GCP Cloud Run sidecars with shared volume (Part 1) — PoC

Adrian Arba
8 min readMar 16, 2024

--

On one of the projects I worked on, I was tasked to do a PoC implementation of an Application lift and shift from on-premise to GCP Cloud Run that requires loading both secrets and a configuration file that references those secrets when it boots up.

Specifically, what was asked of me was to:

  • perform the PoC ASAP — it had to be done “yesterday”, but it surfaced “today” so I needed to do it until “tomorrow” — this means I had to mock the application and the config to ensure the solution conceptually works;
  • deploy the application in Cloud Run as is (end goal), but wrap it in a container — rewriting anything in the application at this time would not be possible due to migration time constraints (and the monolithic aspect of the application);
  • make sure the application loads a config file located in a separate git repo when it starts — the config file must stay within that git repo to ensure changes to it are reviewable, auditable, and taggable to support the application release lifecycle;
  • make sure that the config file, which also contains template references to some secrets gets templated before the application starts — of course, never keep secret data versioned in git, everyone should know this by now;
  • make sure when there is a git update on either the app or the config repositories, it gets reflected in GCP for testing.

That meant that I had to tackle a few challenges:

  • decide if keeping the entire config file in Secrets Manager vs just the secrets and the rest of the config in something like Cloud Storage was the right way to go;
  • mount the config on disk as a volume, which then the application or a script can read as a file;
  • if a script reads the volume, load the file, and transform it before preparing it for the application ingestion;
  • ensure that on either application or config update, this automatically gets reflected in Cloud Run without any application downtime;
  • mock the application due to time constraints and test everything as part of the PoC.

At the time of writing this, March 2024, I knew that GCP had released a few interesting Cloud Run beta features that would help me consider the implementation feasible. Still, I found very little support in the web space in terms of implementations or documentation.

Based on the challenges presented to me, I had to go through several considerations:

Consideration 1 — Should I keep the entire config file in GCP Secret Manager?

As the GCP documentation suggests, Secret Manager is a service used for storing anything that could be treated as a secret or sensitive, so things like API keys, passwords, certificates, and other sensitive data.

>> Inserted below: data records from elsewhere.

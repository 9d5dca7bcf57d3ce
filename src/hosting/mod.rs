//! Release and pull request hosting
//!
//! [ReleaseHost] covers the hosting operations the release workflows need:
//! looking up the latest published release, maintaining the release-candidate
//! pull request, drafting and promoting releases and dispatching workflows.
//! [gh::GhCli] implements it with the GitHub CLI.

pub mod gh;

pub use gh::{GhCli, LabelSpec};

use crate::domain::{coerce_version, TagPattern};
use crate::error::Result;
use serde::Deserialize;

/// Open pull request as reported by the host
#[derive(Debug, Clone, PartialEq, Eq, Deserialize)]
pub struct PullRequest {
    pub number: u64,
    #[serde(rename = "headRefName")]
    pub head_ref_name: String,
}

/// Whether a pull request or release was created or an existing one edited
#[derive(Debug, Clone, Copy, PartialEq, Eq)]
pub enum Upsert {
    Created,
    Updated,
}

/// Result of closing a batch of pull requests
#[derive(Debug, Clone, Default, PartialEq, Eq)]
pub struct CloseReport {
    pub closed: Vec<u64>,
    /// Pull requests that could not be closed, with the reason
    pub failed: Vec<(u64, String)>,
}

pub trait ReleaseHost: Send + Sync {
    /// Tag of the highest non-draft release, ordered by coerced semver
    fn latest_release_tag(&self) -> Result<Option<String>>;

    /// Open or edit the labelled pull request for `head_ref`
    fn create_or_update_pull_request(&self, head_ref: &str, title: &str, body: &str)
        -> Result<Upsert>;

    /// Create the release `tag` or edit it when it already exists
    fn create_or_update_release(&self, tag: &str, notes: &str, draft: bool) -> Result<Upsert>;

    /// Publish a draft release
    fn promote_release(&self, tag: &str) -> Result<()>;

    fn dispatch_workflow(&self, workflow: &str) -> Result<()>;

    /// Open pull requests carrying the release-candidate label
    fn release_pull_requests(&self) -> Result<Vec<PullRequest>>;

    fn close_pull_request(&self, number: u64, comment: &str) -> Result<()>;

    /// Release-candidate pull requests whose branch version is not above the
    /// latest published release.
    ///
    /// Pull requests whose branch does not follow `branch_pattern` never block.
    fn blocking_release_prs(&self, branch_pattern: &TagPattern) -> Result<Vec<PullRequest>> {
        let Some(latest) = self.latest_release_tag()? else {
            return Ok(Vec::new());
        };
        let Some(latest) = coerce_version(&latest) else {
            tracing::warn!("latest release tag '{}' holds no version", latest);
            return Ok(Vec::new());
        };

        Ok(self
            .release_pull_requests()?
            .into_iter()
            .filter(|pr| {
                branch_pattern
                    .extract_version(&pr.head_ref_name)
                    .is_some_and(|version| version <= latest)
            })
            .collect())
    }

    /// Close release-candidate pull requests whose branch major version is
    /// below `threshold_major`.
    ///
    /// A failure to close one pull request is recorded in the report and does
    /// not stop the others.
    fn close_release_prs_below(
        &self,
        branch_pattern: &TagPattern,
        threshold_major: u64,
    ) -> Result<CloseReport> {
        let mut report = CloseReport::default();

        for pr in self.release_pull_requests()? {
            let Some(version) = branch_pattern.extract_version(&pr.head_ref_name) else {
                continue;
            };
            if version.major >= threshold_major {
                continue;
            }

            let comment = format!(
                "Superseded by the {}.x release line.",
                threshold_major
            );
            match self.close_pull_request(pr.number, &comment) {
                Ok(()) => {
                    tracing::info!(number = pr.number, branch = %pr.head_ref_name, "closed stale release PR");
                    report.closed.push(pr.number);
                }
                Err(e) => {
                    tracing::warn!("failed to close PR #{}: {}", pr.number, e);
                    report.failed.push((pr.number, e.to_string()));
                }
            }
        }

        Ok(report)
    }
}


#[cfg(test)]
mod tests {
    use super::mock::MockHost;
    use super::*;

    fn pr(number: u64, branch: &str) -> PullRequest {
        PullRequest {
            number,
            head_ref_name: branch.to_string(),
        }
    }

    fn branch_pattern() -> TagPattern {
        TagPattern::new("versioning/release/{version}").unwrap()
    }

    #[test]
    fn test_blocking_release_prs() {
        let mut host = MockHost::with_latest("v5.0.4");
        host.pull_requests = vec![
            pr(1, "versioning/release/5.0.3"),
            pr(2, "versioning/release/5.0.4"),
            pr(3, "versioning/release/5.1.0"),
            pr(4, "feature/unrelated"),
        ];

        let blocking: Vec<u64> = host
            .blocking_release_prs(&branch_pattern())
            .unwrap()
            .into_iter()
            .map(|pr| pr.number)
            .collect();
        assert_eq!(blocking, vec![1, 2]);
    }

    #[test]
    fn test_nothing_blocks_without_a_release() {
        let mut host = MockHost::default();
        host.pull_requests = vec![pr(1, "versioning/release/0.1.0")];
        assert!(host.blocking_release_prs(&branch_pattern()).unwrap().is_empty());
    }

    #[test]
    fn test_close_release_prs_below_collects_failures() {
        let mut host = MockHost::default();
        host.pull_requests = vec![
            pr(1, "versioning/release/1.4.0"),
            pr(2, "versioning/release/2.0.1"),
            pr(3, "versioning/release/3.0.0"),
            pr(4, "docs/typo"),
        ];
        host.unclosable.insert(2);

        let report = host.close_release_prs_below(&branch_pattern(), 3).unwrap();
        assert_eq!(report.closed, vec![1]);
        assert_eq!(report.failed.len(), 1);
        assert_eq!(report.failed[0].0, 2);
        assert_eq!(host.calls(), vec!["close 1"]);
    }
}
use anyhow::{Context, Result};
use clap::{Parser, Subcommand};
use std::path::PathBuf;

use git_versioning::boundary::BoundaryWarning;
use git_versioning::config;
use git_versioning::git::{Git2Repository, SourceControl};
use git_versioning::hosting::{GhCli, Upsert};
use git_versioning::manifest::CsprojManifests;
use git_versioning::workflow::Workflow;
use git_versioning::{logger, ui};

#[derive(Parser)]
#[command(
    name = "git-versioning",
    version,
    about = "Version, changelog and release automation for multi-project repositories"
)]
struct Args {
    #[arg(short, long, global = true, help = "Custom configuration file path")]
    config: Option<String>,

    #[arg(
        short = 'C',
        long,
        global = true,
        help = "Path inside the repository (default: current directory)"
    )]
    repository: Option<PathBuf>,

    #[arg(short, long, global = true, help = "Enable debug logging")]
    verbose: bool,

    #[command(subcommand)]
    command: Command,
}

#[derive(Subcommand)]
enum Command {
    /// Show the projects changed since the latest release
    Changes {
        #[arg(long, help = "Print the change details as JSON")]
        json: bool,

        #[arg(long, help = "Keep declared versions instead of computing the next ones")]
        no_bump: bool,
    },
    /// Bump versions, write changelogs and open the release-candidate pull request
    ReleaseCandidate,
    /// Bump versions and write changelogs in the working tree only
    Update {
        #[arg(long, help = "Prerelease suffix appended to the package version")]
        suffix: Option<String>,

        #[arg(long, help = "Build number used as the fourth assembly version component")]
        build_number: Option<String>,
    },
    /// Create the release for the current root version and push its tag
    CreateRelease {
        #[arg(long, help = "Create the release as a draft")]
        draft: bool,
    },
    /// Publish the draft release of a version
    Promote { version: String },
    /// Fail when a release-candidate pull request is not newer than the latest release
    CheckRc,
    /// Close release-candidate pull requests of older major versions
    CloseStale {
        #[arg(long, help = "Major version threshold (default: latest release major)")]
        below: Option<u64>,

        #[arg(short, long, help = "Skip the confirmation prompt")]
        yes: bool,
    },
    /// Trigger a workflow on the hosting service
    Dispatch { workflow: String },
}

fn main() -> Result<()> {
    let args = Args::parse();

    if let Err(e) = logger::init(args.verbose) {
        eprintln!("{}", e);
    }

    let path = args.repository.unwrap_or_else(|| PathBuf::from("."));
    let repo = Git2Repository::open(&path)
        .with_context(|| format!("No git repository at {}", path.display()))?;
    let root = repo.repository_root()?;

    let config = match config::load_config_in(args.config.as_deref(), &root) {
        Ok(cfg) => cfg,
        Err(e) => {
            ui::display_error(&format!("Error loading config: {}", e));
            std::process::exit(1);
        }
    };

    let manifests = CsprojManifests::from_config(&config);
    let host = GhCli::from_config(&config.release).with_working_dir(&root);
    let workflow = Workflow::new(&config, &repo, &repo, &manifests, &manifests, &host);

    match args.command {
        Command::Changes { json, no_bump } => show_changes(&workflow, json, !no_bump),
        Command::ReleaseCandidate => release_candidate(&workflow),
        Command::Update {
            suffix,
            build_number,
        } => update(&workflow, suffix.as_deref(), build_number.as_deref()),
        Command::CreateRelease { draft } => create_release(&workflow, draft),
        Command::Promote { version } => {
            let tag = workflow.promote(&version)?;
            ui::display_success(&format!("Promoted release {}", tag));
            Ok(())
        }
        Command::CheckRc => check_release_candidates(&workflow),
        Command::CloseStale { below, yes } => close_stale(&workflow, below, yes),
        Command::Dispatch { workflow: name } => {
            workflow.dispatch(&name)?;
            ui::display_success(&format!("Dispatched workflow {}", name));
            Ok(())
        }
    }
}

fn show_changes(workflow: &Workflow, json: bool, bump: bool) -> Result<()> {
    let details = workflow.changes(bump).context("Failed to resolve changes")?;

    if json {
        println!("{}", serde_json::to_string_pretty(&details)?);
        return Ok(());
    }

    match details {
        Some(details) => ui::display_change_details(&details),
        None => ui::display_boundary_warning(&BoundaryWarning::NoReleasableChanges),
    }
    Ok(())
}

fn release_candidate(workflow: &Workflow) -> Result<()> {
    ui::display_status("Preparing release candidate...");
    let Some(candidate) = workflow
        .release_candidate()
        .context("Failed to publish the release candidate")?
    else {
        ui::display_boundary_warning(&BoundaryWarning::NoReleasableChanges);
        return Ok(());
    };

    for warning in BoundaryWarning::skipped(&candidate.skipped) {
        ui::display_boundary_warning(&warning);
    }
    if candidate.next_version.is_none() {
        if let Some(root) = candidate.updated_projects.first() {
            ui::display_boundary_warning(&BoundaryWarning::RootVersionUnchanged {
                name: root.name.clone(),
                version: root.version.clone(),
            });
        }
    }

    ui::display_project_versions(&candidate.updated_projects);
    ui::display_success(&format!(
        "Pushed {} and {} its pull request",
        candidate.branch,
        describe(candidate.pull_request, "opened")
    ));
    if let Some(version) = &candidate.next_version {
        println!("{}", version);
    }
    Ok(())
}

fn update(workflow: &Workflow, suffix: Option<&str>, build_number: Option<&str>) -> Result<()> {
    let Some(report) = workflow
        .update(suffix, build_number)
        .context("Failed to update project versions")?
    else {
        ui::display_boundary_warning(&BoundaryWarning::NoReleasableChanges);
        return Ok(());
    };

    for warning in BoundaryWarning::skipped(&report.skipped) {
        ui::display_boundary_warning(&warning);
    }
    ui::display_project_versions(&report.versions);
    println!("\n{}", report.changelog);
    Ok(())
}

fn create_release(workflow: &Workflow, draft: bool) -> Result<()> {
    let Some(release) = workflow
        .create_release(draft)
        .context("Failed to create the release")?
    else {
        ui::display_boundary_warning(&BoundaryWarning::NoReleasableChanges);
        return Ok(());
    };

    let kind = if release.draft { "draft release" } else { "release" };
    ui::display_success(&format!(
        "Saved {} {} ({}) and pushed its tag",
        kind,
        release.tag,
        describe(release.release, "created")
    ));
    Ok(())
}

fn check_release_candidates(workflow: &Workflow) -> Result<()> {
    let blocking = workflow
        .check_release_candidates()
        .context("Failed to check release-candidate pull requests")?;

    if blocking.is_empty() {
        ui::display_success("No outdated release-candidate pull requests");
        return Ok(());
    }

    for pr in &blocking {
        ui::display_boundary_warning(&BoundaryWarning::behind(pr));
    }
    std::process::exit(1);
}

fn close_stale(workflow: &Workflow, below: Option<u64>, yes: bool) -> Result<()> {
    if !yes && !ui::confirm_action("Close release-candidate pull requests of older major versions?")? {
        ui::display_status("Nothing closed");
        return Ok(());
    }

    let report = workflow
        .close_stale(below)
        .context("Failed to close stale pull requests")?;

    for (number, reason) in report.failed {
        ui::display_boundary_warning(&BoundaryWarning::CloseFailed { number, reason });
    }
    ui::display_success(&format!(
        "Closed {} pull request(s)",
        report.closed.len()
    ));
    Ok(())
}

fn describe(upsert: Upsert, created: &'static str) -> &'static str {
    match upsert {
        Upsert::Created => created,
        Upsert::Updated => "updated",
    }
}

It’s meant to improve security, by providing means to limit who has access to handle the secrets, you can encrypt secrets, and replicate them and it allows versioning of your secrets and secret rotation (via Pub/Sub and other services).

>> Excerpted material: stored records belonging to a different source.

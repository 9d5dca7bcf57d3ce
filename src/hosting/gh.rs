use crate::config::ReleaseConfig;
use crate::domain::coerce_version;
use crate::error::{Result, VersioningError};
use crate::hosting::{PullRequest, ReleaseHost, Upsert};
use serde::Deserialize;
use std::path::PathBuf;
use std::process::Command;

/// Label attached to release-candidate pull requests
#[derive(Debug, Clone, PartialEq, Eq)]
pub struct LabelSpec {
    pub name: String,
    pub color: String,
    pub description: String,
}

impl From<&ReleaseConfig> for LabelSpec {
    fn from(config: &ReleaseConfig) -> Self {
        LabelSpec {
            name: config.label.clone(),
            color: config.label_color.clone(),
            description: config.label_description.clone(),
        }
    }
}

/// [ReleaseHost] backed by the GitHub CLI.
///
/// `gh` resolves the repository from the directory it runs in, so point it
/// at the repository root with [GhCli::with_working_dir]. Credentials come
/// from its own login state.
#[derive(Debug, Clone)]
pub struct GhCli {
    program: String,
    working_dir: Option<PathBuf>,
    label: LabelSpec,
}

#[derive(Debug, Deserialize)]
struct Release {
    tag_name: String,
    #[serde(default)]
    draft: bool,
}

#[derive(Debug, Deserialize)]
#[serde(rename_all = "camelCase")]
struct RepoView {
    name_with_owner: String,
}

impl GhCli {
    pub fn new(label: LabelSpec) -> Self {
        GhCli {
            program: "gh".to_string(),
            working_dir: None,
            label,
        }
    }

    pub fn from_config(config: &ReleaseConfig) -> Self {
        Self::new(LabelSpec::from(config))
    }

    /// Use a different executable, e.g. a wrapper script
    pub fn with_program(mut self, program: impl Into<String>) -> Self {
        self.program = program.into();
        self
    }

    /// Run `gh` inside `dir` instead of the current directory
    pub fn with_working_dir(mut self, dir: impl Into<PathBuf>) -> Self {
        self.working_dir = Some(dir.into());
        self
    }

    /// Run `gh` and return its trimmed stdout
    fn run(&self, args: &[&str]) -> Result<String> {
        tracing::debug!(program = %self.program, command = ?args.iter().take(2).collect::<Vec<_>>(), "running");

        let mut command = Command::new(&self.program);
        command.args(args);
        if let Some(dir) = &self.working_dir {
            command.current_dir(dir);
        }

        let output = command.output()?;
        if !output.status.success() {
            let stderr = String::from_utf8_lossy(&output.stderr).trim().to_string();
            return Err(VersioningError::command(&self.program, args, stderr));
        }

        Ok(String::from_utf8_lossy(&output.stdout).trim().to_string())
    }

    fn repository_name(&self) -> Result<String> {
        let json = self.run(&["repo", "view", "--json", "nameWithOwner"])?;
        let view: RepoView = serde_json::from_str(&json)?;
        Ok(view.name_with_owner)
    }

    fn find_pull_request(&self, head_ref: &str) -> Result<Option<u64>> {
        let json = self.run(&["pr", "list", "--head", head_ref, "--json", "number,headRefName"])?;
        let prs: Vec<PullRequest> = serde_json::from_str(&json)?;
        Ok(prs
            .into_iter()
            .find(|pr| pr.head_ref_name == head_ref)
            .map(|pr| pr.number))
    }

    /// Create or refresh the label; failing here only costs the label
    fn ensure_label(&self) {
        let result = self.run(&[
            "label",
            "create",
            &self.label.name,
            "--color",
            &self.label.color,
            "--description",
            &self.label.description,
            "--force",
        ]);
        if let Err(e) = result {
            tracing::warn!("could not create or update label '{}': {}", self.label.name, e);
        }
    }

    fn release_exists(&self, tag: &str) -> bool {
        self.run(&["release", "view", tag, "--json", "name"]).is_ok()
    }
}

impl ReleaseHost for GhCli {
    fn latest_release_tag(&self) -> Result<Option<String>> {
        let repository = self.repository_name()?;
        let json = self.run(&[
            "api",
            "--paginate",
            &format!("/repos/{}/releases", repository),
        ])?;
        latest_published_tag(&json)
    }

    fn create_or_update_pull_request(
        &self,
        head_ref: &str,
        title: &str,
        body: &str,
    ) -> Result<Upsert> {
        let existing = self.find_pull_request(head_ref)?;
        self.ensure_label();

        match existing {
            Some(number) => {
                let number = number.to_string();
                self.run(&[
                    "pr",
                    "edit",
                    &number,
                    "--title",
                    title,
                    "--body",
                    body,
                    "--add-label",
                    &self.label.name,
                ])?;
                tracing::info!("updated pull request #{} for {}", number, head_ref);
                Ok(Upsert::Updated)
            }
            None => {
                self.run(&[
                    "pr",
                    "create",
                    "--head",
                    head_ref,
                    "--title",
                    title,
                    "--body",
                    body,
                    "--label",
                    &self.label.name,
                ])?;
                tracing::info!("created pull request for {}", head_ref);
                Ok(Upsert::Created)
            }
        }
    }

    fn create_or_update_release(&self, tag: &str, notes: &str, draft: bool) -> Result<Upsert> {
        let draft_flag = format!("--draft={}", draft);
        let (action, upsert) = if self.release_exists(tag) {
            ("edit", Upsert::Updated)
        } else {
            ("create", Upsert::Created)
        };

        self.run(&[
            "release",
            action,
            tag,
            "--title",
            tag,
            "--notes",
            notes,
            &draft_flag,
        ])?;
        tracing::info!(tag, draft, ?upsert, "release saved");
        Ok(upsert)
    }

    fn promote_release(&self, tag: &str) -> Result<()> {
        self.run(&["release", "edit", tag, "--draft=false"])?;
        Ok(())
    }

    fn dispatch_workflow(&self, workflow: &str) -> Result<()> {
        self.run(&["workflow", "run", workflow])?;
        Ok(())
    }

    fn release_pull_requests(&self) -> Result<Vec<PullRequest>> {
        let json = self.run(&[
            "pr",
            "list",
            "--state",
            "open",
            "--label",
            &self.label.name,
            "--json",
            "number,headRefName",
        ])?;
        Ok(serde_json::from_str(&json)?)
    }

    fn close_pull_request(&self, number: u64, comment: &str) -> Result<()> {
        let number = number.to_string();
        self.run(&["pr", "close", &number, "--comment", comment, "--delete-branch"])?;
        Ok(())
    }
}

/// Pick the highest non-draft release from a paginated `/releases` payload.
///
/// `gh api --paginate` prints one JSON array per page back to back. Releases
/// whose tag holds no version are ignored.
fn latest_published_tag(json: &str) -> Result<Option<String>> {
    let mut releases = Vec::new();
    for page in serde_json::Deserializer::from_str(json).into_iter::<Vec<Release>>() {
        releases.extend(page?);
    }

    Ok(releases
        .into_iter()
        .filter(|release| !release.draft)
        .filter_map(|release| coerce_version(&release.tag_name).map(|v| (v, release.tag_name)))
        .max_by(|(a, _), (b, _)| a.cmp(b))
        .map(|(_, tag)| tag))
}
//! Changelog rendering and persistence
//!
//! - `render` - turns classified commits into grouped Markdown sections
//! - `document` - merges a new section into a persisted `CHANGELOG.md`

pub mod document;
pub mod render;

pub use document::{
    merge, merge_document, update_changelog_file, PriorChangelog, UnrecognizedChangelogPolicy,
    CHANGELOG_FILE_NAME, CHANGELOG_HEADER,
};
pub use render::{format_commit, render, Section, BREAKING_CHANGE_MARKER};
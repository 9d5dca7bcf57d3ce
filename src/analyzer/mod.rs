//! Analysis engine for determining version bumps from commits

pub mod version_analyzer;

pub use version_analyzer::{
    aggregate, aggregate_with, classify, classify_with, ClassificationPolicy, VersionAnalyzer,
    UNKNOWN_TYPE_BUMP,
};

What it doesn't say anywhere is that you should keep other types of data in there, like config files.

The config file at hand contains 95% nonsensitive data and 5% sensitive data. I don't believe the 5% of sensitive data warrants keeping the rest of the 95% of data in Secret Manager. Not to mention that, in general, if you have high numbers of Secret Manager API calls from applications seeing a lot of user traffic, it tends to start getting expensive, Secret Manager isn’t one of the cheapest Services in Google’s repertoire.

My conclusions:

  • use Secret Manager as it was intended, and add only the secret data that will be loaded in the Cloud Run container as Environment Variables (while securing the access to the Container environment as best as possible);
  • strip the config file from any “on-prem” secret value references and add Shell references to Environment Variables;
  • deploy the config file to another GCP service which would allow me to mount it as a file in the Cloud Run container and therefore be read by the Application. Cloud Run supports volumes from multiple services. You can use Google Cloud Storage, Filestore, Firestore or Cloud SQL if your application is stateful or in-memory storage if your application is stateless. I went with Cloud Storage and in-memory volumes.

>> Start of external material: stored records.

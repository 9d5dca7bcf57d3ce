use crate::domain::VersionBumpCategory;
use crate::git::CommitInfo;
use serde::Serialize;
use std::path::{Component, Path, PathBuf};

/// A project discovered in the repository, identified by its manifest
#[derive(Debug, Clone, PartialEq, Eq, Serialize)]
pub struct ProjectDescriptor {
    pub name: String,
    /// Version as declared in the manifest
    pub version: String,
    /// Absolute path of the manifest file
    pub path: PathBuf,
    /// Manifest directory relative to the repository root
    pub location: PathBuf,
}

impl ProjectDescriptor {
    /// Build a descriptor, deriving `location` from the manifest path
    pub fn new(
        name: impl Into<String>,
        version: impl Into<String>,
        path: impl Into<PathBuf>,
        root: &Path,
    ) -> Self {
        let path = path.into();
        let location = path
            .parent()
            .map(|dir| relative_to(dir, root))
            .unwrap_or_default();

        ProjectDescriptor {
            name: name.into(),
            version: version.into(),
            path,
            location,
        }
    }

    /// Directory that holds the manifest; commits are scoped to this subtree
    pub fn directory(&self) -> &Path {
        self.path.parent().unwrap_or_else(|| Path::new(""))
    }

    /// Number of path segments between the repository root and the manifest
    pub fn depth(&self, root: &Path) -> usize {
        relative_to(&self.path, root)
            .components()
            .filter(|c| matches!(c, Component::Normal(_)))
            .count()
    }
}

/// Change information computed for one project
#[derive(Debug, Clone, PartialEq, Serialize)]
pub struct ProjectChangeInformation {
    pub name: String,
    pub location: PathBuf,
    /// Absolute path of the manifest the version was read from
    pub manifest: PathBuf,
    pub version: String,
    pub next_version: String,
    /// Commits since the last release, oldest first
    pub commits: Vec<CommitInfo>,
    pub version_type: VersionBumpCategory,
    /// `## <name>: v<next_version>` block, absent when nothing qualifies
    pub changelog: Option<String>,
}

impl ProjectChangeInformation {
    /// Whether this project warrants a release
    pub fn qualifies(&self) -> bool {
        self.version_type != VersionBumpCategory::None
    }

    /// Whether the resolved version differs from the declared one
    pub fn is_bumped(&self) -> bool {
        self.version != self.next_version
    }
}

/// The change information of the designated root project
#[derive(Debug, Clone, PartialEq, Serialize)]
pub struct RepositoryChange {
    pub change: ProjectChangeInformation,
}

/// A project left out of a report because its resolution failed
#[derive(Debug, Clone, PartialEq, Eq, Serialize)]
pub struct SkippedProject {
    pub name: String,
    pub location: PathBuf,
    pub reason: String,
}

/// Repository-wide result of one resolution run
#[derive(Debug, Clone, PartialEq, Serialize)]
pub struct ChangeDetails {
    pub root_path: PathBuf,
    pub repository: RepositoryChange,
    /// Every qualifying project, root first when it qualifies
    pub changes: Vec<ProjectChangeInformation>,
    pub changelog: String,
    pub skipped: Vec<SkippedProject>,
}

/// Pick the project whose manifest sits closest to the repository root.
///
/// Projects are stably sorted by (manifest depth, discovery index), so among
/// equally shallow manifests the one discovered first wins.
pub fn select_root_project<'a>(
    projects: &'a [ProjectDescriptor],
    root: &Path,
) -> Option<&'a ProjectDescriptor> {
    let mut ranked: Vec<(usize, usize, &ProjectDescriptor)> = projects
        .iter()
        .enumerate()
        .map(|(index, project)| (project.depth(root), index, project))
        .collect();
    ranked.sort_by_key(|&(depth, index, _)| (depth, index));
    ranked.first().map(|&(_, _, project)| project)
}

fn relative_to(path: &Path, root: &Path) -> PathBuf {
    path.strip_prefix(root)
        .map(Path::to_path_buf)
        .unwrap_or_else(|_| path.to_path_buf())
}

Consideration 2 — How do I parse templated “secret” config values in the config file?

As we know, containers run only one main process throughout their lifespan. If the process dies, the container dies as well.

The Application will read the config file on startup, but it needs it templated with the expected values for different keys, it has no logic to do any templating. To me, this sounds like a multi-container implementation.

I’ve used init containers before in this manner, in Kubernetes Stateful Set resources, for example. You can define one or multiple containers that run before your main Application container and prepare the field so that the Application will then have all the details it needs to do its job.

Google’s documentation doesn't mention anything about init containers (and to my knowledge, they are not supported yet), but it does mention sidecar containers — parallel execution of multiple containers. This implementation is great for long-running secondary containers which potentially do things like data manipulation before it reaches the main container, act as firewalls or as telemetry metric gathering, etc. But they run as long as the main process container runs too.

I only need the secondary container to run first and transform a file before the main Application container starts up and uses that file.. Grrr!!

Not even ChatGPT thought what I wanted to do was possible, as its latest learning span is April 2023 — on this note, I consider ChatGPT to be a very helpful tool in the DevOps estate, as it can quickly give you links to different documentation when you start assessing the feasibility of a solution and can help you explore playing with different components before you even touch a single line of code.

My conclusion: as this was the only possible option, I chose to implement a sidecar container that will run a Python script, load the templated config file as a volume, parse it, and replace any template values with the values in ENVIRONMENT variables (loaded from Secret Manager), and then copy the config file to another mounted volume to be shared with the main Application container.

That led me to...

Consideration 3 — Can volumes be shared between sidecar containers in GCP Cloud Run?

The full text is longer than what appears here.